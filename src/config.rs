//! Tunables and the persisted settings file.

use std::{fs, path::{Path, PathBuf}};

use directories::ProjectDirs;
use serde::{Deserialize, Serialize};

use crate::{error::{Error, Result}, hotkey::Hotkey, indicator::Corner};

// -------------- Defaults --------------
pub const DEFAULT_MIN_DELAY: f32 = 1.0;
pub const DEFAULT_MAX_DELAY: f32 = 3.0;

/// Accepted bounds for either end of the click interval, in seconds.
pub const MIN_DELAY_SECONDS: f32 = 0.1;
pub const MAX_DELAY_SECONDS: f32 = 10.0;

/// Per-axis jitter applied around the locked position, in pixels.
pub const DEFAULT_OFFSET_RANGE: u32 = 3;
pub const OFFSET_MAX_PX: u32 = 50;

pub const INDICATOR_SIZE: f32 = 30.0;
pub const INDICATOR_MARGIN: f32 = 20.0;
pub const INDICATOR_OPACITY: f32 = 0.7;
pub const INDICATOR_COLOR_ACTIVE: egui::Color32 = egui::Color32::from_rgb(0x00, 0xFF, 0x00);
pub const INDICATOR_COLOR_INACTIVE: egui::Color32 = egui::Color32::from_rgb(0xFF, 0x00, 0x00);

pub const WINDOW_WIDTH: f32 = 460.0;
pub const WINDOW_HEIGHT: f32 = 520.0;

const SETTINGS_FILE: &str = "settings.json";

// -------------- Delay helpers --------------

/// Rounds to a tenth of a second and clamps into the accepted range.
/// Non-finite input collapses to the lower bound.
pub fn clamp_delay(value: f32) -> f32 {
    if !value.is_finite() {
        return MIN_DELAY_SECONDS;
    }
    let rounded = (value * 10.0).round() / 10.0;
    rounded.clamp(MIN_DELAY_SECONDS, MAX_DELAY_SECONDS)
}

pub fn clamp_offset(value: i64) -> u32 {
    value.clamp(0, OFFSET_MAX_PX as i64) as u32
}

/// `2s` for whole seconds, `1.5s` otherwise.
pub fn format_delay(value: f32) -> String {
    if value.fract() == 0.0 {
        format!("{}s", value as i64)
    } else {
        format!("{value:.1}s")
    }
}

#[derive(Clone, Copy, Debug, PartialEq)]
pub struct DelayRange {
    min_secs: f32,
    max_secs: f32,
}

impl Default for DelayRange {
    fn default() -> Self {
        Self { min_secs: DEFAULT_MIN_DELAY, max_secs: DEFAULT_MAX_DELAY }
    }
}

impl DelayRange {
    /// Checks raw user input. Messages are shown verbatim in the settings window.
    pub fn validate(min_secs: f32, max_secs: f32) -> Result<Self> {
        let bounds = MIN_DELAY_SECONDS..=MAX_DELAY_SECONDS;
        if !min_secs.is_finite() || !max_secs.is_finite() {
            return Err(Error::InvalidTiming("Enter numeric delays (0.1-10.0s).".into()));
        }
        if !bounds.contains(&min_secs) {
            return Err(Error::InvalidTiming(format!(
                "Min delay must be between {MIN_DELAY_SECONDS:.1}s and {MAX_DELAY_SECONDS:.1}s."
            )));
        }
        if !bounds.contains(&max_secs) {
            return Err(Error::InvalidTiming(format!(
                "Max delay must be between {MIN_DELAY_SECONDS:.1}s and {MAX_DELAY_SECONDS:.1}s."
            )));
        }
        if max_secs < min_secs {
            return Err(Error::InvalidTiming(
                "Max delay must be greater than or equal to Min delay.".into(),
            ));
        }
        Ok(Self { min_secs: clamp_delay(min_secs), max_secs: clamp_delay(max_secs) })
    }

    /// Builds a range from possibly out-of-range values, swapping reversed ends.
    pub fn clamped(a: f32, b: f32) -> Self {
        let (a, b) = (clamp_delay(a), clamp_delay(b));
        Self { min_secs: a.min(b), max_secs: a.max(b) }
    }

    pub fn min_secs(&self) -> f32 { self.min_secs }
    pub fn max_secs(&self) -> f32 { self.max_secs }

    pub fn applied_label(&self) -> String {
        format!("Applied: Min {}, Max {}", format_delay(self.min_secs), format_delay(self.max_secs))
    }
}

// -------------- Settings file --------------

#[derive(Clone, Debug, PartialEq, Serialize, Deserialize)]
#[serde(default)]
pub struct Settings {
    pub min_delay: f32,
    pub max_delay: f32,
    pub offset_range: u32,
    pub always_on_top: bool,
    pub console_output: bool,
    pub show_indicator: bool,
    pub hotkey: Hotkey,
    pub indicator_corner: Corner,
}

impl Default for Settings {
    fn default() -> Self {
        Self {
            min_delay: DEFAULT_MIN_DELAY,
            max_delay: DEFAULT_MAX_DELAY,
            offset_range: DEFAULT_OFFSET_RANGE,
            always_on_top: false,
            console_output: false,
            show_indicator: true,
            hotkey: Hotkey::default(),
            indicator_corner: Corner::default(),
        }
    }
}

impl Settings {
    pub fn default_path() -> PathBuf {
        ProjectDirs::from("", "", "clickclick")
            .map(|dirs| dirs.config_dir().join(SETTINGS_FILE))
            .unwrap_or_else(|| PathBuf::from(SETTINGS_FILE))
    }

    /// Never fails: a missing or unreadable file yields defaults.
    pub fn load(path: &Path) -> Self {
        match Self::try_load(path) {
            Ok(Some(settings)) => {
                tracing::debug!(path = %path.display(), "loaded settings");
                settings
            }
            Ok(None) => Self::default(),
            Err(err) => {
                tracing::warn!(path = %path.display(), error = %err, "ignoring unreadable settings");
                Self::default()
            }
        }
    }

    fn try_load(path: &Path) -> Result<Option<Self>> {
        if !path.exists() {
            return Ok(None);
        }
        let raw = fs::read_to_string(path)?;
        let settings: Settings = serde_json::from_str(&raw)?;
        Ok(Some(settings.normalized()))
    }

    pub fn save(&self, path: &Path) -> Result<()> {
        if let Some(parent) = path.parent().filter(|p| !p.as_os_str().is_empty()) {
            fs::create_dir_all(parent)?;
        }
        let json = serde_json::to_string_pretty(self)?;
        fs::write(path, json)?;
        tracing::debug!(path = %path.display(), "saved settings");
        Ok(())
    }

    pub fn normalized(mut self) -> Self {
        self.min_delay = clamp_delay(self.min_delay);
        self.max_delay = clamp_delay(self.max_delay);
        self.offset_range = self.offset_range.min(OFFSET_MAX_PX);
        self
    }

    pub fn delay_range(&self) -> DelayRange {
        DelayRange::clamped(self.min_delay, self.max_delay)
    }
}
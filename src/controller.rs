//! Activation state shared by the settings window and the hotkey listener.

use parking_lot::Mutex;
use std::sync::Arc;

use crate::{
    config::DelayRange,
    error::{Error, Result},
    mouse::{MouseBackend, MouseController},
    scheduler::{ClickScheduler, PendingClick},
};

#[derive(Clone, Copy, Debug)]
pub struct Status {
    pub is_active: bool,
    pub locked_position: Option<(i32, i32)>,
    pub clicks: u64,
    pub next_click: Option<PendingClick>,
}

impl Status {
    pub fn message(&self) -> String {
        match (self.is_active, self.locked_position) {
            (true, Some((x, y))) => format!("Running at {x}, {y}"),
            (true, None) => "Automation running".into(),
            (false, _) => "Automation idle".into(),
        }
    }

    pub fn position_label(&self) -> String {
        match self.locked_position {
            Some((x, y)) => format!("Position: {x}, {y}"),
            None => "Position: Not Locked".into(),
        }
    }
}

pub struct Controller {
    mouse: Arc<Mutex<MouseController>>,
    scheduler: ClickScheduler,
}

impl Controller {
    pub fn new(backend: Box<dyn MouseBackend>, delays: DelayRange, offset_range: u32) -> Self {
        let mut mouse = MouseController::new(backend);
        mouse.set_offset_range(offset_range as i64);
        let mouse = Arc::new(Mutex::new(mouse));
        let scheduler = ClickScheduler::new(Arc::clone(&mouse), delays);
        Self { mouse, scheduler }
    }

    pub fn is_active(&self) -> bool {
        self.scheduler.is_active()
    }

    /// Flips between idle and clicking. Returns the new state.
    pub fn toggle_clicking(&mut self) -> bool {
        if self.is_active() {
            self.deactivate();
        } else if let Err(err) = self.activate() {
            tracing::warn!(error = %err, "could not start clicking");
        }
        self.is_active()
    }

    /// Locks the cursor where it is now and starts the click loop.
    pub fn activate(&mut self) -> Result<()> {
        if self.is_active() {
            return Err(Error::AlreadyRunning);
        }
        let locked = {
            let mut mouse = self.mouse.lock();
            mouse.lock_current_position();
            mouse.locked_position()
        };
        let Some((x, y)) = locked else {
            return Err(Error::Mouse("could not read cursor position".into()));
        };

        if let Err(err) = self.scheduler.start() {
            self.mouse.lock().unlock_position();
            return Err(err);
        }
        tracing::info!(x, y, "auto-clicker active");
        Ok(())
    }

    pub fn deactivate(&mut self) {
        if !self.is_active() {
            return;
        }
        self.scheduler.stop();
        self.mouse.lock().unlock_position();
        tracing::info!("auto-clicker inactive");
    }

    pub fn set_delay_range(&self, delays: DelayRange) {
        self.scheduler.set_delay_range(delays);
    }

    pub fn delay_range(&self) -> DelayRange {
        self.scheduler.delay_range()
    }

    pub fn set_offset_range(&self, value: u32) {
        self.mouse.lock().set_offset_range(value as i64);
    }

    pub fn offset_range(&self) -> u32 {
        self.mouse.lock().offset_range()
    }

    pub fn status(&self) -> Status {
        let sched = self.scheduler.status();
        Status {
            is_active: sched.is_active,
            locked_position: self.mouse.lock().locked_position(),
            clicks: sched.clicks,
            next_click: sched.next_click,
        }
    }
}

#[cfg(test)]
mod tests {
    use super::*;
    use crate::mouse::tests::RecordingBackend;

    #[test]
    fn test_toggle_locks_and_unlocks() {
        let mut ctl = Controller::new(Box::new(RecordingBackend::at(40, 50)), DelayRange::default(), 3);
        assert!(!ctl.is_active());

        assert!(ctl.toggle_clicking());
        let status = ctl.status();
        assert!(status.is_active);
        assert_eq!(status.locked_position, Some((40, 50)));
        assert_eq!(status.message(), "Running at 40, 50");
        assert_eq!(status.position_label(), "Position: 40, 50");

        assert!(!ctl.toggle_clicking());
        let status = ctl.status();
        assert!(!status.is_active);
        assert!(status.locked_position.is_none());
        assert_eq!(status.message(), "Automation idle");
        assert_eq!(status.position_label(), "Position: Not Locked");
    }

    #[test]
    fn test_activation_requires_cursor_position() {
        let mut ctl = Controller::new(Box::new(RecordingBackend::default()), DelayRange::default(), 3);
        assert!(matches!(ctl.activate(), Err(Error::Mouse(_))));
        assert!(!ctl.toggle_clicking());
        assert!(ctl.status().locked_position.is_none());
    }

    #[test]
    fn test_double_activation_is_rejected() {
        let mut ctl = Controller::new(Box::new(RecordingBackend::at(1, 2)), DelayRange::default(), 3);
        ctl.activate().unwrap();
        assert!(matches!(ctl.activate(), Err(Error::AlreadyRunning)));
        ctl.deactivate();
    }

    #[test]
    fn test_running_without_position_message() {
        let status = Status { is_active: true, locked_position: None, clicks: 0, next_click: None };
        assert_eq!(status.message(), "Automation running");
    }

    #[test]
    fn test_settings_flow_through() {
        let ctl = Controller::new(Box::new(RecordingBackend::default()), DelayRange::default(), 80);
        assert_eq!(ctl.offset_range(), 50);
        ctl.set_offset_range(7);
        assert_eq!(ctl.offset_range(), 7);

        let r = DelayRange::validate(0.2, 0.4).unwrap();
        ctl.set_delay_range(r);
        assert_eq!(ctl.delay_range(), r);
    }
}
════════════════════
• **Work instruction**
Please print the records above exactly from their first line. End with the line containing "pub const INDICATOR_COLOR_ACTIVE: egui::Color32", and include it.

• **Solution to this task**
filename src/config.rs
//! Tunables and the persisted settings file.

use std::{fs, path::{Path, PathBuf}};

use directories::ProjectDirs;
use serde::{Deserialize, Serialize};

use crate::{error::{Error, Result}, hotkey::Hotkey, indicator::Corner};

// -------------- Defaults --------------
pub const DEFAULT_MIN_DELAY: f32 = 1.0;
pub const DEFAULT_MAX_DELAY: f32 = 3.0;

/// Accepted bounds for either end of the click interval, in seconds.
pub const MIN_DELAY_SECONDS: f32 = 0.1;
pub const MAX_DELAY_SECONDS: f32 = 10.0;

/// Per-axis jitter applied around the locked position, in pixels.
pub const DEFAULT_OFFSET_RANGE: u32 = 3;
pub const OFFSET_MAX_PX: u32 = 50;

pub const INDICATOR_SIZE: f32 = 30.0;
pub const INDICATOR_MARGIN: f32 = 20.0;
pub const INDICATOR_OPACITY: f32 = 0.7;
pub const INDICATOR_COLOR_ACTIVE: egui::Color32 = egui::Color32::from_rgb(0x00, 0xFF, 0x00);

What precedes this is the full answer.